Run a quick sanity check

Laptop-friendly defaults ship with the repository so that even CPU-only machines can experiment quickly.

python examples/blackjack.py --episodes 5

The script loads TinyLlama/TinyLlama-1.1B-Chat-v1.0 by default (≈1.1B parameters) and runs fully on CPU or Apple M-series hardware. It includes SFT warm-start using demo data from sft_data/demo_blackjack.jsonl.

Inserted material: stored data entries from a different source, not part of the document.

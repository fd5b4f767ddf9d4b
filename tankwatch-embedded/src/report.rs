use crate::control::motor_target;
use crate::error::{Error, Result};
use crate::sensor::to_level;
use crate::time::is_due;
use crate::types::{DeviceState, SensorReading, Telemetry};

/// Decides when a report is due and turns a reading into telemetry.
#[derive(Debug, Clone)]
pub struct ReportingScheduler {
    interval_ms: u64,
    tank_height_cm: f32,
    max_distance_cm: f32,
}

impl ReportingScheduler {
    pub fn new(interval_ms: u64, tank_height_cm: f32, max_distance_cm: f32) -> Self {
        Self {
            interval_ms,
            tank_height_cm,
            max_distance_cm,
        }
    }

    pub fn is_due(&self, state: &DeviceState, now_ms: u64) -> bool {
        is_due(now_ms, state.last_report, self.interval_ms)
    }

    /// Validates the reading, applies pump automation to `state` and builds
    /// the telemetry document. Invalid readings leave `state` untouched.
    pub fn prepare(&self, state: &mut DeviceState, reading: SensorReading) -> Result<Telemetry> {
        if !reading.valid {
            return Err(Error::EchoTimeout);
        }
        if !(reading.distance_cm >= 0.0 && reading.distance_cm <= self.max_distance_cm) {
            log::warn!("Distance {:.1} cm out of range", reading.distance_cm);
            return Err(Error::SensorReadingOutOfRange);
        }

        let level = to_level(reading.distance_cm, self.tank_height_cm);

        let target = motor_target(&state.automation, level.percentage, state.motor_on);
        if target != state.motor_on {
            log::info!(
                "Level {}%, automation turning motor {}",
                level.percentage,
                if target { "ON" } else { "OFF" }
            );
            state.motor_on = target;
        }

        if level.percentage < state.automation.min_level {
            log::warn!(
                "Water level low: {}% (threshold {}%)",
                level.percentage,
                state.automation.min_level
            );
        }

        Ok(Telemetry::new(level, state.motor_on))
    }
}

To try TextWorld, install the optional dependencies and run:

python scripts/bootstrap.py --extras textworld
python examples/text-world.py --episodes 5

Both examples accept --model, --device, and other quality-of-life flags so students can switch between CPU, CUDA, or MPS and try other compact models without editing code.

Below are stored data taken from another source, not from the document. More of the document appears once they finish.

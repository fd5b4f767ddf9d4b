use alloc::format;
use alloc::string::String;

use crate::error::{Error, Result};
use crate::network::{LinkPolicy, RetryPolicy};

pub const DEFAULT_NAMESPACE: &str = "thomson_h2o";
pub const DEFAULT_CLIENT_ID_PREFIX: &str = "ESP32Client";
pub const DEFAULT_BROKER_HOST: &str = "broker.hivemq.com";
pub const DEFAULT_BROKER_PORT: u16 = 1883;

pub const DEFAULT_TANK_HEIGHT_CM: f32 = 100.0;
pub const DEFAULT_ECHO_TIMEOUT_US: u32 = 30_000;
pub const DEFAULT_REPORT_INTERVAL_MS: u64 = 5_000;
pub const MAX_VALID_DISTANCE_CM: f32 = 500.0;

pub const LINK_CHECK_INTERVAL_MS: u64 = 1_000;
pub const LINK_RETRY_INTERVAL_MS: u64 = 5_000;
pub const LINK_POLL_INTERVAL_MS: u32 = 500;
pub const DEFAULT_LINK_POLL_LIMIT: u32 = 20;
pub const SESSION_RETRY_DELAY_MS: u64 = 5_000;
pub const STATUS_BLINK_INTERVAL_MS: u64 = 500;

/// GPIO numbers, consumed by board bring-up code.
#[derive(Debug, Clone, Copy, PartialEq, Eq)]
pub struct PinConfig {
    pub trigger: u8,
    pub echo: u8,
    pub leds: [u8; 2],
    pub status: u8,
}

impl Default for PinConfig {
    fn default() -> Self {
        Self {
            trigger: 5,
            echo: 18,
            leds: [4, 22],
            status: 2,
        }
    }
}

#[derive(Debug, Clone)]
pub struct TankConfig {
    pub pins: PinConfig,
    pub tank_height_cm: f32,
    pub echo_timeout_us: u32,
    pub report_interval_ms: u64,
    pub max_distance_cm: f32,
    /// Whether the LED topic accepts the synchronous `BLINK` sequence
    pub blink_enabled: bool,
}

impl Default for TankConfig {
    fn default() -> Self {
        Self {
            pins: PinConfig::default(),
            tank_height_cm: DEFAULT_TANK_HEIGHT_CM,
            echo_timeout_us: DEFAULT_ECHO_TIMEOUT_US,
            report_interval_ms: DEFAULT_REPORT_INTERVAL_MS,
            max_distance_cm: MAX_VALID_DISTANCE_CM,
            blink_enabled: true,
        }
    }
}

impl TankConfig {
    pub fn with_tank_height(mut self, tank_height_cm: f32) -> Self {
        self.tank_height_cm = tank_height_cm;
        self
    }

    pub fn with_report_interval(mut self, interval_ms: u64) -> Self {
        self.report_interval_ms = interval_ms;
        self
    }

    pub fn with_echo_timeout(mut self, timeout_us: u32) -> Self {
        self.echo_timeout_us = timeout_us;
        self
    }

    pub fn with_blink(mut self, enabled: bool) -> Self {
        self.blink_enabled = enabled;
        self
    }

    pub fn validate(&self) -> Result<()> {
        if !(self.tank_height_cm > 0.0) || self.report_interval_ms == 0 || self.echo_timeout_us == 0
        {
            return Err(Error::InvalidConfig);
        }
        Ok(())
    }
}

#[derive(Debug, Clone)]
pub struct NetworkConfig {
    pub namespace: String,
    pub client_id_prefix: String,
    pub broker_host: String,
    pub broker_port: u16,
    pub link_policy: LinkPolicy,
    pub retry_policy: RetryPolicy,
    pub link_check_interval_ms: u64,
    pub link_retry_interval_ms: u64,
    pub session_retry_delay_ms: u64,
}

impl Default for NetworkConfig {
    fn default() -> Self {
        Self {
            namespace: String::from(DEFAULT_NAMESPACE),
            client_id_prefix: String::from(DEFAULT_CLIENT_ID_PREFIX),
            broker_host: String::from(DEFAULT_BROKER_HOST),
            broker_port: DEFAULT_BROKER_PORT,
            link_policy: LinkPolicy::Capped {
                polls: DEFAULT_LINK_POLL_LIMIT,
            },
            retry_policy: RetryPolicy::Blocking,
            link_check_interval_ms: LINK_CHECK_INTERVAL_MS,
            link_retry_interval_ms: LINK_RETRY_INTERVAL_MS,
            session_retry_delay_ms: SESSION_RETRY_DELAY_MS,
        }
    }
}

impl NetworkConfig {
    pub fn with_namespace(mut self, namespace: &str) -> Self {
        self.namespace = String::from(namespace);
        self
    }

    pub fn with_client_id_prefix(mut self, prefix: &str) -> Self {
        self.client_id_prefix = String::from(prefix);
        self
    }

    pub fn with_broker(mut self, host: &str, port: u16) -> Self {
        self.broker_host = String::from(host);
        self.broker_port = port;
        self
    }

    pub fn with_link_policy(mut self, policy: LinkPolicy) -> Self {
        self.link_policy = policy;
        self
    }

    pub fn with_retry_policy(mut self, policy: RetryPolicy) -> Self {
        self.retry_policy = policy;
        self
    }

    pub fn broker_url(&self) -> String {
        format!("mqtt://{}:{}", self.broker_host, self.broker_port)
    }

    pub fn topics(&self) -> Topics {
        Topics::new(&self.namespace)
    }
}

/// Topic names derived from the namespace.
#[derive(Debug, Clone, PartialEq, Eq)]
pub struct Topics {
    pub data: String,
    pub led_command: String,
    pub motor_command: String,
    pub settings: String,
}

impl Topics {
    pub fn new(namespace: &str) -> Self {
        Self {
            data: format!("{namespace}/data"),
            led_command: format!("{namespace}/led/cmd"),
            motor_command: format!("{namespace}/motor/command"),
            settings: format!("{namespace}/settings/config"),
        }
    }

    /// Topics the device subscribes to after every session (re)connect.
    pub fn subscriptions(&self) -> [&str; 3] {
        [
            self.led_command.as_str(),
            self.motor_command.as_str(),
            self.settings.as_str(),
        ]
    }
}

Laptop-sized model suggestions

Model	Parameters	Notes
`TinyLlama/TinyLlama-1.1B-Chat-v1.0`	1.1B	Fits in <4 GB of RAM; great for CPU-only runs
`microsoft/phi-2` or `microsoft/phi-3-mini-4k-instruct`	2.7B–3.8B	Requires ~8 GB RAM; strong instruction following
`HuggingFaceTB/SmolLM-1.7B-Instruct`	1.7B	Community model tuned for fast experiments
`Qwen/Qwen2-1.5B-Instruct`	1.5B	Multilingual baseline with solid reasoning

All of these models have dedicated entries in llamagym.model_registry, so load_model_and_tokenizer automatically applies appropriate generation and LoRA defaults.

Usage

Fine-tuning an LLM-based agent to play in a Gym-style environment with RL has never been easier! Once you install LlamaGym...

pip install llamagym

First, implement 3 abstract methods on the Agent class:

from llamagym import Agent

class BlackjackAgent(Agent):
    def get_system_prompt(self) -> str:
        return "You are an expert blackjack player."

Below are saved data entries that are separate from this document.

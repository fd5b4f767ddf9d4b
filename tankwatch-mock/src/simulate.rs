use std::cell::Cell;
use std::convert::Infallible;
use std::net::Ipv4Addr;
use std::sync::atomic::{AtomicBool, AtomicU64, Ordering};
use std::sync::{Arc, Mutex};
use std::thread;
use std::time::Duration;

use embedded_hal::delay::DelayNs;
use embedded_hal::digital::{ErrorType, OutputPin};
use rand::rngs::StdRng;
use rand::{Rng, SeedableRng};
use rand_distr::{Distribution, Normal};

use tankwatch_embedded::network::WifiController;
use tankwatch_embedded::sensor::{EchoTimer, US_PER_CM};
use tankwatch_embedded::time::Clock;

use crate::settings::Simulation;

const JOIN_DELAY_MS: u64 = 1_500;

/// Water column model: drains continuously, refills while the pump runs.
#[derive(Debug, Clone)]
pub struct SimulatedTank {
    height_cm: f32,
    water_cm: f32,
    drain_cm_per_ms: f32,
    fill_cm_per_ms: f32,
    pump_on: bool,
    last_update_ms: Option<u64>,
}

impl SimulatedTank {
    pub fn new(height_cm: f32, simulation: &Simulation) -> Self {
        Self {
            height_cm,
            water_cm: height_cm * simulation.initial_level.clamp(0.0, 100.0) / 100.0,
            drain_cm_per_ms: simulation.drain_cm_per_min / 60_000.0,
            fill_cm_per_ms: simulation.fill_cm_per_min / 60_000.0,
            pump_on: false,
            last_update_ms: None,
        }
    }

    /// Integrates the water column up to `now_ms` with the previous pump
    /// state, then latches the new one.
    pub fn update(&mut self, now_ms: u64, pump_on: bool) {
        if let Some(last) = self.last_update_ms {
            let dt = now_ms.saturating_sub(last) as f32;
            let mut rate = -self.drain_cm_per_ms;
            if self.pump_on {
                rate += self.fill_cm_per_ms;
            }
            self.water_cm = (self.water_cm + rate * dt).clamp(0.0, self.height_cm);
        }

        if pump_on != self.pump_on {
            tracing::info!("Pump {}", if pump_on { "started" } else { "stopped" });
        }
        self.pump_on = pump_on;
        self.last_update_ms = Some(now_ms);
    }

    /// Sensor to surface distance, the sensor sitting at the tank rim.
    pub fn distance_cm(&self) -> f32 {
        self.height_cm - self.water_cm
    }

    pub fn level_percent(&self) -> f32 {
        self.water_cm * 100.0 / self.height_cm
    }
}

/// Echo timer answering from the tank model with gaussian jitter and
/// occasional lost pings.
pub struct SimEcho {
    tank: Arc<Mutex<SimulatedTank>>,
    noise: Option<Normal<f32>>,
    loss_rate: f64,
    rng: StdRng,
}

impl SimEcho {
    pub fn new(tank: Arc<Mutex<SimulatedTank>>, simulation: &Simulation) -> Self {
        Self {
            tank,
            noise: Normal::new(0.0, simulation.noise_cm).ok(),
            loss_rate: simulation.echo_loss_rate.clamp(0.0, 1.0),
            rng: StdRng::from_entropy(),
        }
    }
}

impl EchoTimer for SimEcho {
    fn pulse_width_us(&mut self, timeout_us: u32) -> Option<u32> {
        if self.rng.gen_bool(self.loss_rate) {
            return None;
        }

        let jitter = self
            .noise
            .as_ref()
            .map_or(0.0, |noise| noise.sample(&mut self.rng));
        let distance = self.tank.lock().ok()?.distance_cm() + jitter;
        let pulse_us = (distance.max(0.0) * US_PER_CM) as u32;

        (pulse_us <= timeout_us).then_some(pulse_us)
    }
}

/// Named GPIO stand-in that traces level changes.
#[derive(Debug)]
pub struct SimPin {
    name: &'static str,
    high: bool,
}

impl SimPin {
    pub fn new(name: &'static str) -> Self {
        Self { name, high: false }
    }

    fn set(&mut self, high: bool) {
        if high != self.high {
            tracing::trace!("{} -> {}", self.name, if high { "HIGH" } else { "LOW" });
        }
        self.high = high;
    }
}

impl ErrorType for SimPin {
    type Error = Infallible;
}

impl OutputPin for SimPin {
    fn set_low(&mut self) -> Result<(), Self::Error> {
        self.set(false);
        Ok(())
    }

    fn set_high(&mut self) -> Result<(), Self::Error> {
        self.set(true);
        Ok(())
    }
}

#[derive(Debug, Default)]
pub struct StdDelay;

impl DelayNs for StdDelay {
    fn delay_ns(&mut self, ns: u32) {
        thread::sleep(Duration::from_nanos(u64::from(ns)));
    }
}

/// Association flag shared between the link and the broker session. Every
/// drop bumps the outage count, so a session opened before a drop can tell
/// it is stale even after the link is back.
#[derive(Debug, Default)]
pub struct Carrier {
    up: AtomicBool,
    outages: AtomicU64,
}

impl Carrier {
    pub fn is_up(&self) -> bool {
        self.up.load(Ordering::Acquire)
    }

    pub fn outages(&self) -> u64 {
        self.outages.load(Ordering::Acquire)
    }

    pub(crate) fn set(&self, up: bool) {
        if self.up.swap(up, Ordering::AcqRel) && !up {
            self.outages.fetch_add(1, Ordering::AcqRel);
        }
    }
}

#[derive(Debug, Clone, Copy, PartialEq, Eq)]
enum Phase {
    Idle,
    Joining { ready_at: u64 },
    Up,
    Lost,
}

/// WiFi station with periodic scripted outages. After an outage the link
/// stays down until a reconnect is requested.
pub struct SimLink<C: Clock> {
    clock: C,
    carrier: Arc<Carrier>,
    phase: Cell<Phase>,
    drop_every_ms: Option<u64>,
    drop_for_ms: u64,
    next_drop_at: Cell<u64>,
    outage_until: Cell<u64>,
}

impl<C: Clock> SimLink<C> {
    pub fn new(clock: C, simulation: &Simulation) -> Self {
        Self {
            clock,
            carrier: Arc::new(Carrier::default()),
            phase: Cell::new(Phase::Idle),
            drop_every_ms: simulation.link_drop_every_s.map(|s| s * 1_000),
            drop_for_ms: simulation.link_drop_for_s * 1_000,
            next_drop_at: Cell::new(u64::MAX),
            outage_until: Cell::new(0),
        }
    }

    pub fn carrier(&self) -> Arc<Carrier> {
        Arc::clone(&self.carrier)
    }

    fn join(&mut self) {
        if self.phase.get() == Phase::Up {
            return;
        }
        let now = self.clock.now_ms();
        let ready_at = now.max(self.outage_until.get()) + JOIN_DELAY_MS;
        self.phase.set(Phase::Joining { ready_at });
        self.refresh();
    }

    fn refresh(&self) -> Phase {
        let now = self.clock.now_ms();

        let next = match self.phase.get() {
            Phase::Joining { ready_at } if now >= ready_at => {
                self.next_drop_at
                    .set(self.drop_every_ms.map_or(u64::MAX, |every| now + every));
                Phase::Up
            }
            Phase::Up if now >= self.next_drop_at.get() => {
                tracing::warn!("Simulated WiFi outage for {} ms", self.drop_for_ms);
                self.outage_until.set(now + self.drop_for_ms);
                Phase::Lost
            }
            phase => phase,
        };

        self.phase.set(next);
        self.carrier.set(next == Phase::Up);
        next
    }
}

impl<C: Clock> WifiController for SimLink<C> {
    type Error = Infallible;

    fn begin(&mut self) -> Result<(), Self::Error> {
        self.join();
        Ok(())
    }

    fn reconnect(&mut self) -> Result<(), Self::Error> {
        self.join();
        Ok(())
    }

    fn disconnect(&mut self) -> Result<(), Self::Error> {
        self.phase.set(Phase::Idle);
        self.carrier.set(false);
        Ok(())
    }

    fn is_connected(&self) -> bool {
        self.refresh() == Phase::Up
    }

    fn ip_address(&self) -> Option<Ipv4Addr> {
        self.is_connected().then_some(Ipv4Addr::new(192, 168, 4, 2))
    }
}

    def format_observation(self, observation) -> str:
        return f"Your current total is {observation[0]}"

    def extract_action(self, response: str):
        return 0 if "stay" in response else 1

Then, define your base LLM (as you would for any fine-tuning job) and instantiate your agent:

model = AutoModelForCausalLMWithValueHead.from_pretrained("Llama-2-7b").to(device)
tokenizer = AutoTokenizer.from_pretrained("Llama-2-7b")
agent = BlackjackAgent(model, tokenizer, device)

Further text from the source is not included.